Die linksradikale Oppositionspartei „SYRIZA“ erlitt 2023 eine schwere Wahlniederlage und erhielt nur 17,8 Prozent der Stimmen. Nach dem Rücktritt des Parteivorsitzenden Alexis Tsipras wählte die Partei den 35-jährigen Unternehmer Stefanos Kasselakis als Vorsitzenden. Anfang 2024 spaltete sich die Partei. Gegenüber der regierenden Nea Dimokratia steht nun im Parlament eine schwache und fragmentierte Opposition von sieben Parteien.

Die Flagge Griechenlands. Waagerechte Streifen mit einem Kreuz in der oberen linken Ecke.

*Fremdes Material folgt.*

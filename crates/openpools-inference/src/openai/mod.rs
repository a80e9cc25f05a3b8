//! OpenAI-compatible keyword extraction.
//!
//! Works with any endpoint speaking the chat-completions protocol: the
//! OpenAI cloud API, Azure OpenAI, Ollama in compatibility mode, vLLM,
//! or LM Studio.
//!
//! # Example
//!
//! ```rust,no_run
//! use openpools_core::{KeywordExtractor, Source};
//! use openpools_inference::openai::{OpenAIConfig, OpenAIKeywordExtractor};
//!
//! #[tokio::main]
//! async fn main() {
//!     let extractor = OpenAIKeywordExtractor::new(OpenAIConfig {
//!         base_url: "http://localhost:11434/v1".to_string(),
//!         model: "llama3".to_string(),
//!         ..Default::default()
//!     })
//!     .unwrap();
//!
//!     let keywords = extractor
//!         .extract("Backend engineer, Rust and PostgreSQL", &Source::Resume)
//!         .await
//!         .unwrap();
//! }
//! ```

mod backend;
mod error;
mod types;

pub use backend::{OpenAIConfig, OpenAIKeywordExtractor};
pub use error::{to_openpools_error, OpenAIErrorCode};
pub use types::*;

Trotz einer fragmentierten Opposition spürt die Regierung seit Beginn des Jahres Gegenwind, besonders durch sich zuspitzende Studenten- und Bauernproteste.

AkshayG; HSS; AdobeStock

Bevölkerung und Opposition geben Gegenwind für die griechische Regierung

Unerwartet spürt die griechische Regierung seit Anfang des Jahres dennoch starken Gegenwind. Das betrifft etwa die sich zuspitzenden Bauernproteste als auch die Lage an griechischen Universitäten, deren Betrieb seit Anfang des Jahres 2024 vielerorts lahmgelegt ist. Gerichtet ist dieser Widerstand gegen eine Gesetzesnovelle, auf deren Basis die Gründung privater Universitäten möglich werden soll.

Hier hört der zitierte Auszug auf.